## Exercise objective
After locating the line with "filename src/lib.rs" in the data that follows, return it and every later line exactly, up to and including the line with "are temporarily avoided.".

++++++++++++++++++++

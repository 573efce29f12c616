//! Error definitions for the client.

use reqwest::StatusCode;
use thiserror::Error;

/// Errors that can occur while dispatching a request.
#[derive(Debug, Error)]
pub enum ClientError {
    /// The client was asked to select an endpoint but none are configured.
    #[error("no endpoints configured")]
    NoEndpoints,

    /// Invalid client configuration (bad URL, unknown method name, bad header).
    #[error("invalid configuration: {0}")]
    Config(String),

    /// Connection-level failure surfaced by the transport.
    #[error("transport error: {0}")]
    Transport(#[source] reqwest::Error),

    /// The per-call deadline elapsed, either mid-flight or during a backoff
    /// wait. Never retried.
    #[error("request deadline exceeded")]
    DeadlineExceeded,

    /// Every attempt returned a retryable status and the attempt budget ran
    /// out. Carries the status of the last attempt.
    #[error("status {status} after {attempts} attempts")]
    ExhaustedStatus { status: StatusCode, attempts: u32 },

    /// A final response carried a non-2xx status that was never eligible for
    /// retry. Only produced by the JSON convenience surface; the core hands
    /// such responses back to the caller as-is.
    #[error("unexpected status: {status}")]
    UnexpectedStatus { status: StatusCode },

    /// Response body failed to parse. Never retried.
    #[error("failed to decode response body: {0}")]
    Decode(#[source] serde_json::Error),

    /// A request value failed to serialize to JSON.
    #[error("failed to encode request body: {0}")]
    Encode(#[source] serde_json::Error),

    /// A relative path could not be resolved against the selected base URL.
    #[error("invalid URL: {0}")]
    InvalidUrl(#[from] url::ParseError),

    /// Reading the caller-supplied body stream failed before the first attempt.
    #[error("failed to buffer request body: {0}")]
    BodyRead(#[source] std::io::Error),
}

/// Result type for client operations.
pub type Result<T> = std::result::Result<T, ClientError>;
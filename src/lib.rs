//! Resilient HTTP client for fleets of interchangeable endpoints.
//!
//! Given an ordered set of logically-equivalent base URLs (e.g. regional
//! replicas of one API), the client decides which endpoint each call goes
//! to, retries transient failures with jittered exponential backoff, and
//! tracks per-host health so failing hosts are temporarily avoided.
//!
//! # Architecture Overview
//!
//! ```text
//!  execute(request)
//!      │
//!      ▼
//!  ┌──────────┐   select    ┌──────────────┐
//!  │ dispatch │────────────▶│   balancer   │  DC-aware round robin,
//!  │   loop   │◀────────────│  + health    │  unhealthy-window skip
//!  └────┬─────┘  feedback   └──────────────┘
//!       │ attempt (body snapshot, merged headers, deadline)
//!       ▼
//!  ┌──────────┐   outcome   ┌──────────────┐
//!  │ reqwest  │────────────▶│  resilience  │  retry decision +
//!  │transport │             │policy/backoff│  jittered wait
//!  └──────────┘             └──────────────┘
//! ```
//!
//! # Example
//!
//! ```no_run
//! use replica_client::{Client, Endpoint};
//!
//! # async fn run() -> replica_client::Result<()> {
//! let client = Client::builder(vec![
//!     Endpoint::new("https://api-eu.example.com")?.in_dc("eu"),
//!     Endpoint::new("https://api-us.example.com")?.in_dc("us"),
//! ])
//! .preferred_dc("eu")
//! .build()?;
//!
//! let health: serde_json::Value = client.get_json("/healthz").await?;
//! # Ok(())
//! # }
//! ```

pub mod balancer;
pub mod client;
pub mod config;
pub mod error;
pub mod resilience;

pub use balancer::Endpoint;
pub use client::{Body, Client, ClientBuilder, Request};
pub use config::ClientConfig;
pub use error::{ClientError, Result};
pub use resilience::policy::RetryPolicy;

++++++++++++++++++++

## Exercise solution
filename src/lib.rs
//! Resilient HTTP client for fleets of interchangeable endpoints.
//!
//! Given an ordered set of logically-equivalent base URLs (e.g. regional
//! replicas of one API), the client decides which endpoint each call goes
//! to, retries transient failures with jittered exponential backoff, and
//! tracks per-host health so failing hosts are temporarily avoided.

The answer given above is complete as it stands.